- What is expected
Count the lines in the entries that contain "HashSet". Say the number and nothing more.

- Task input
fn deserialize_rule(rule: SerializedRule) -> ValidationRule {
    match rule {
        SerializedRule::MinLength(n) => ValidationRule::MinLength(n),
        SerializedRule::MaxLength(n) => ValidationRule::MaxLength(n),
        SerializedRule::Min(n) => ValidationRule::Min(n),
        SerializedRule::Max(n) => ValidationRule::Max(n),
        SerializedRule::Pattern(p) => ValidationRule::Pattern(p),
        SerializedRule::Format(f) => ValidationRule::Format(f),
        SerializedRule::OneOf(vs) => {
            ValidationRule::OneOf(vs.into_iter().map(deserialize_value).collect())
        }
        SerializedRule::MinItems(n) => ValidationRule::MinItems(n),
        SerializedRule::MaxItems(n) => ValidationRule::MaxItems(n),
    }
}

// ---------------------------------------------------------------------------
// Field conversion
// ---------------------------------------------------------------------------

fn serialize_field(field: &Field) -> SerializedField {
    SerializedField {
        name: field.name.clone(),
        field_type: field.field_type,
        label: field.label.clone(),
        placeholder: field.placeholder.clone(),
        help: field.help.clone(),
        default: field.default.as_ref().map(serialize_value),
        validation: field.validation.iter().map(serialize_rule).collect(),
        condition: field.condition.clone(),
        permission: field.permission.clone(),
        required: field.required,
        read_only: field.read_only,
        conditionals: field
            .conditionals
            .iter()
            .map(|c| SerializedConditional {
                when: c
                    .when
                    .iter()
                    .map(|d| (d.path.clone(), serialize_value(&d.equals)))
                    .collect(),
                patch: serialize_patch(&c.patch),
            })
            .collect(),
        gated: field.gated,
    }
}

fn deserialize_field(ser: SerializedField) -> Field {
    Field {
        name: ser.name,
        field_type: ser.field_type,
        label: ser.label,
        placeholder: ser.placeholder,
        help: ser.help,
        default: ser.default.map(deserialize_value),
        validation: ser
            .validation
            .into_iter()
            .map(deserialize_rule)
            .collect::<ValidationSet>(),
        condition: ser.condition,
        permission: ser.permission,
        required: ser.required,
        read_only: ser.read_only,
        conditionals: ser
            .conditionals
            .into_iter()
            .map(|c| RuntimeConditional {
                when: c
                    .when
                    .into_iter()
                    .map(|(path, equals)| Discriminator {
                        path,
                        equals: deserialize_value(equals),
                    })
                    .collect(),
                patch: deserialize_patch(c.patch),
            })
            .collect(),
        gated: ser.gated,
    }
}

fn serialize_patch(def: &FieldDef) -> SerializedPatch {
    SerializedPatch {
        name: def.name.clone(),
        field_type: def.field_type,
        label: def.label.clone(),
        placeholder: def.placeholder.clone(),
        help: def.help.clone(),
        default: def.default.as_ref().map(serialize_value),
        validation: def.validation.iter().map(serialize_rule).collect(),
        condition: def.condition.clone(),
        permission: def.permission.clone(),
        required: def.required,
        read_only: def.read_only,
    }
}

fn deserialize_patch(ser: SerializedPatch) -> FieldDef {
    FieldDef {
        name: ser.name,
        field_type: ser.field_type,
        label: ser.label,
        placeholder: ser.placeholder,
        help: ser.help,
        default: ser.default.map(deserialize_value),
        validation: ser.validation.into_iter().map(deserialize_rule).collect(),
        condition: ser.condition,
        permission: ser.permission,
        required: ser.required,
        read_only: ser.read_only,
        extends: None,
    }
}

fn schema_to_serialized(schema: &ResolvedSchema) -> SerializedSchema {
    SerializedSchema {
        metadata: SchemaMetadata {
            field_count: schema.fields.len(),
            dependency_count: schema.dependencies.len(),
        },
        schema_id: schema.schema_id.clone(),
        version: schema.version.clone(),
        kind: schema.kind.clone(),
        source_hash: schema.source_hash.0,
        dependencies: schema
            .dependencies
            .iter()
            .map(|(id, hash)| (id.clone(), hash.0))
            .collect(),
        fields: schema.fields.iter().map(serialize_field).collect(),
    }
}

fn serialized_to_schema(ser: SerializedSchema) -> Result<ResolvedSchema, DeserializeError> {
    validate(&ser)?;
    Ok(ResolvedSchema::new(
        ser.schema_id,
        ser.version,
        ser.kind,
        ContentHash(ser.source_hash),
        ser.dependencies
            .into_iter()
            .map(|(id, hash)| (id, ContentHash(hash)))
            .collect(),
        ser.fields.into_iter().map(deserialize_field).collect(),
    ))
}

// ---------------------------------------------------------------------------
// Validation
// ---------------------------------------------------------------------------

fn validate(ser: &SerializedSchema) -> Result<(), DeserializeError> {
    if ser.metadata.field_count != ser.fields.len() {
        return Err(DeserializeError::Validation(format!(
            "metadata says {} fields but payload has {}",
            ser.metadata.field_count,
            ser.fields.len()
        )));
    }
    if ser.metadata.dependency_count != ser.dependencies.len() {
        return Err(DeserializeError::Validation(format!(
            "metadata says {} dependencies but payload has {}",
            ser.metadata.dependency_count,
            ser.dependencies.len()
        )));
    }
    if ser.schema_id.is_empty() {
        return Err(DeserializeError::Validation("empty schema id".to_owned()));
    }

    let mut names = HashSet::new();
    for field in &ser.fields {
        if !names.insert(field.name.as_str()) {
            return Err(DeserializeError::Validation(format!(
                "duplicate field '{}'",
                field.name
            )));
        }
        if field.gated && field.conditionals.is_empty() {
            return Err(DeserializeError::Validation(format!(
                "gated field '{}' has no gates",
                field.name
            )));
        }
    }

    let mut deps = HashSet::new();
    for (id, _) in &ser.dependencies {
        if id == &ser.schema_id || !deps.insert(id.as_str()) {
            return Err(DeserializeError::Validation(format!(
                "invalid dependency '{id}'"
            )));
        }
    }
    Ok(())
}

// ---------------------------------------------------------------------------
// Header I/O
// ---------------------------------------------------------------------------

fn write_header(buf: &mut Vec<u8>, payload: &[u8]) {
    let hash = blake3::hash(payload);
    let hash_bytes = hash.as_bytes();

    buf.extend_from_slice(MAGIC);
    buf.extend_from_slice(&FORMAT_VERSION.to_le_bytes());
    buf.extend_from_slice(&ENGINE_VERSION.to_le_bytes());
    buf.extend_from_slice(&0u32.to_le_bytes()); // flags (reserved)
    #[allow(clippy::cast_possible_truncation)] // payload will never exceed 4 GiB
    let payload_len = payload.len() as u32;
    buf.extend_from_slice(&payload_len.to_le_bytes());
    buf.extend_from_slice(&hash_bytes[..16]);
}

#[allow(clippy::cast_possible_truncation)] // HEADER_SIZE is 32, always fits in u32
fn read_header(bytes: &[u8]) -> Result<(u16, u32, [u8; 16]), DeserializeError> {
    if bytes.len() < HEADER_SIZE {
        return Err(DeserializeError::LengthMismatch {
            expected: HEADER_SIZE as u32,
            actual: bytes.len(),
        });
    }

    if &bytes[0..4] != MAGIC {
        return Err(DeserializeError::BadMagic);
    }

    let format_version = u16::from_le_bytes([bytes[4], bytes[5]]);
    // bytes[6..8] engine version, bytes[8..12] flags
    let payload_len = u32::from_le_bytes([bytes[12], bytes[13], bytes[14], bytes[15]]);

    let mut hash = [0u8; 16];
    hash.copy_from_slice(&bytes[16..32]);

    Ok((format_version, payload_len, hash))
}

// ---------------------------------------------------------------------------
// Encode/decode
// ---------------------------------------------------------------------------

fn encode(schema: &ResolvedSchema) -> Result<Vec<u8>, SerializeError> {
    let serialized = schema_to_serialized(schema);
    let payload = bincode::serde::encode_to_vec(&serialized, bincode::config::standard())?;

    let mut buf = Vec::with_capacity(HEADER_SIZE + payload.len());
    write_header(&mut buf, &payload);
    buf.extend_from_slice(&payload);
    Ok(buf)
}

fn decode(bytes: &[u8]) -> Result<ResolvedSchema, DeserializeError> {
    let (format_version, payload_len, stored_hash) = read_header(bytes)?;

    if format_version != FORMAT_VERSION {
        return Err(DeserializeError::IncompatibleVersion {
            blob: format_version,
            supported: FORMAT_VERSION,
        });
    }

    let payload_end = HEADER_SIZE + payload_len as usize;
    if bytes.len() < payload_end {
        return Err(DeserializeError::LengthMismatch {
            expected: payload_len,
            actual: bytes.len() - HEADER_SIZE,
        });
    }
    let payload = &bytes[HEADER_SIZE..payload_end];

    if blake3::hash(payload).as_bytes()[..16] != stored_hash {
        return Err(DeserializeError::ChecksumMismatch);
    }

    let (serialized, _): (SerializedSchema, usize) =
        bincode::serde::decode_from_slice(payload, bincode::config::standard())?;

    serialized_to_schema(serialized)
}
#[cfg(test)]
mod tests {
    use super::*;
    use crate::types::{FieldType, ValidationRule};

    fn docs(list: Vec<SchemaDocument>) -> HashMap<String, SchemaDocument> {
        list.into_iter().map(|d| (d.id.clone(), d)).collect()
    }

    fn extends(name: &str, pointer: &str) -> FieldDef {
        FieldDef {
            name: name.to_owned(),
            extends: Some(pointer.to_owned()),
            ..FieldDef::default()
        }
    }

    fn names(nodes: &[ResolvedNode]) -> Vec<&str> {
        nodes
            .iter()
            .filter_map(|n| match n {
                ResolvedNode::Field(f) => Some(f.name.as_str()),
                ResolvedNode::Composition(_) => None,
            })
            .collect()
    }

    #[test]
    fn no_references_returns_fields_unchanged() {
        let a = FieldDef::new("a", FieldType::Text);
        let b = FieldDef::new("b", FieldType::Number);
        let set = docs(vec![SchemaDocument::new("root").field(a.clone()).field(b.clone())]);
        let out = resolve_references("root", &set, 8).unwrap();
        assert_eq!(out, vec![ResolvedNode::Field(a), ResolvedNode::Field(b)]);
    }

    #[test]
    fn include_splices_document_in_place() {
        let set = docs(vec![
            SchemaDocument::new("root")
                .field(FieldDef::new("first", FieldType::Text))
                .include("address")
                .field(FieldDef::new("last", FieldType::Text)),
            SchemaDocument::new("address")
                .field(FieldDef::new("street", FieldType::Text))
                .field(FieldDef::new("zip", FieldType::Text)),
        ]);
        let out = resolve_references("root", &set, 8).unwrap();
        assert_eq!(names(&out), vec!["first", "street", "zip", "last"]);
    }

    #[test]
    fn include_single_field() {
        let set = docs(vec![
            SchemaDocument::new("root").include("shared#email"),
            SchemaDocument::new("shared")
                .field(FieldDef::new("phone", FieldType::Text))
                .field(FieldDef::new("email", FieldType::Email)),
        ]);
        let out = resolve_references("root", &set, 8).unwrap();
        assert_eq!(names(&out), vec!["email"]);
    }

    #[test]
    fn extends_overlays_local_attributes() {
        let base = FieldDef {
            label: Some("Base".into()),
            validation: [ValidationRule::MaxLength(50)].into_iter().collect(),
            ..FieldDef::new("base", FieldType::Text)
        };
        let local = FieldDef {
            label: Some("Email".into()),
            field_type: Some(FieldType::Email),
            ..extends("email", "#base")
        };
        let set = docs(vec![SchemaDocument::new("root").field(base).field(local)]);
        let out = resolve_references("root", &set, 8).unwrap();
        match &out[1] {
            ResolvedNode::Field(f) => {
                assert_eq!(f.name, "email");
                assert_eq!(f.field_type, Some(FieldType::Email));
                assert_eq!(f.label.as_deref(), Some("Email"));
                assert!(f.validation.contains(&ValidationRule::MaxLength(50)));
                assert_eq!(f.extends, None);
            }
            other => panic!("expected field, got {other:?}"),
        }
    }

    #[test]
    fn mutual_extends_is_a_cycle_naming_both_fields() {
        let set = docs(vec![
            SchemaDocument::new("root")
                .field(extends("a", "#b"))
                .field(extends("b", "#a")),
        ]);
        match resolve_references("root", &set, 8) {
            Err(PipelineError::Cycle { path }) => {
                assert!(path.iter().any(|p| p == "root#a"), "{path:?}");
                assert!(path.iter().any(|p| p == "root#b"), "{path:?}");
                assert_eq!(path.first(), path.last());
            }
            other => panic!("expected cycle, got {other:?}"),
        }
    }

    #[test]
    fn include_cycle_across_documents() {
        let set = docs(vec![
            SchemaDocument::new("a").include("b"),
            SchemaDocument::new("b").include("c"),
            SchemaDocument::new("c").include("a"),
        ]);
        match resolve_references("a", &set, 8) {
            Err(PipelineError::Cycle { path }) => {
                assert_eq!(path, vec!["a", "b", "c", "a"]);
            }
            other => panic!("expected cycle, got {other:?}"),
        }
    }

    #[test]
    fn diamond_is_not_a_cycle() {
        let set = docs(vec![
            SchemaDocument::new("root").include("left").include("right"),
            SchemaDocument::new("left").include("shared#id"),
            SchemaDocument::new("right").include("shared#id"),
            SchemaDocument::new("shared").field(FieldDef::new("id", FieldType::Hidden)),
        ]);
        let out = resolve_references("root", &set, 8).unwrap();
        assert_eq!(names(&out), vec!["id", "id"]);
    }

    #[test]
    fn missing_targets_are_reference_errors() {
        let set = docs(vec![SchemaDocument::new("root").include("ghost")]);
        assert!(matches!(
            resolve_references("root", &set, 8),
            Err(PipelineError::Reference { pointer, referenced_from })
                if pointer == "ghost" && referenced_from == "root"
        ));

        let set = docs(vec![SchemaDocument::new("root").field(extends("x", "#nope"))]);
        assert!(matches!(
            resolve_references("root", &set, 8),
            Err(PipelineError::Reference { .. })
        ));
    }

    #[test]
    fn malformed_pointer() {
        let set = docs(vec![SchemaDocument::new("root").include("a#b#c")]);
        assert!(matches!(
            resolve_references("root", &set, 8),
            Err(PipelineError::InvalidPointer { .. })
        ));
        let set = docs(vec![SchemaDocument::new("root").field(extends("x", "other"))]);
        assert!(matches!(
            resolve_references("root", &set, 8),
            Err(PipelineError::InvalidPointer { .. })
        ));
    }

    #[test]
    fn depth_limit_is_enforced() {
        let mut list: Vec<SchemaDocument> = (0..10)
            .map(|i| SchemaDocument::new(&format!("d{i}")).include(&format!("d{}", i + 1)))
            .collect();
        list.push(SchemaDocument::new("d10").field(FieldDef::new("leaf", FieldType::Text)));
        let set = docs(list);
        assert!(matches!(
            resolve_references("d0", &set, 4),
            Err(PipelineError::DepthExceeded { max: 4 })
        ));
        assert_eq!(names(&resolve_references("d0", &set, 16).unwrap()), vec!["leaf"]);
    }

    #[test]
    fn depth_limit_boundary() {
        let set = docs(vec![
            SchemaDocument::new("a").include("b"),
            SchemaDocument::new("b").field(FieldDef::new("x", FieldType::Text)),
        ]);
        assert!(matches!(
            resolve_references("a", &set, 1),
            Err(PipelineError::DepthExceeded { max: 1 })
        ));
        assert_eq!(names(&resolve_references("a", &set, 2).unwrap()), vec!["x"]);

        let single = docs(vec![SchemaDocument::new("solo").field(FieldDef::new("y", FieldType::Text))]);
        assert_eq!(names(&resolve_references("solo", &single, 1).unwrap()), vec!["y"]);
    }

    #[test]
    fn compositions_keep_structure() {
        let set = docs(vec![
            SchemaDocument::new("root").composition(vec![
                Constituent::new(vec![Node::Include {
                    target: "extra".into(),
                }]),
                Constituent::new(vec![Node::Field(FieldDef::new("b", FieldType::Text))])
                    .when("form.kind", "x"),
            ]),
            SchemaDocument::new("extra").field(FieldDef::new("a", FieldType::Text)),
        ]);
        let out = resolve_references("root", &set, 8).unwrap();
        match &out[..] {
            [ResolvedNode::Composition(parts)] => {
                assert_eq!(parts.len(), 2);
                assert_eq!(names(&parts[0].nodes), vec!["a"]);
                assert!(parts[0].when.is_none());
                assert_eq!(names(&parts[1].nodes), vec!["b"]);
                assert!(parts[1].when.is_some());
            }
            other => panic!("expected one composition, got {other:?}"),
        }
    }

    #[test]
    fn referenced_documents_walks_compositions() {
        let doc = SchemaDocument::new("root")
            .include("a")
            .field(extends("x", "b#y"))
            .field(extends("z", "#local"))
            .composition(vec![Constituent::new(vec![Node::Include {
                target: "c".into(),
            }])])
            .include("a#again");
        assert_eq!(referenced_documents(&doc), vec!["a", "b", "c"]);
    }
}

- Exercise output
2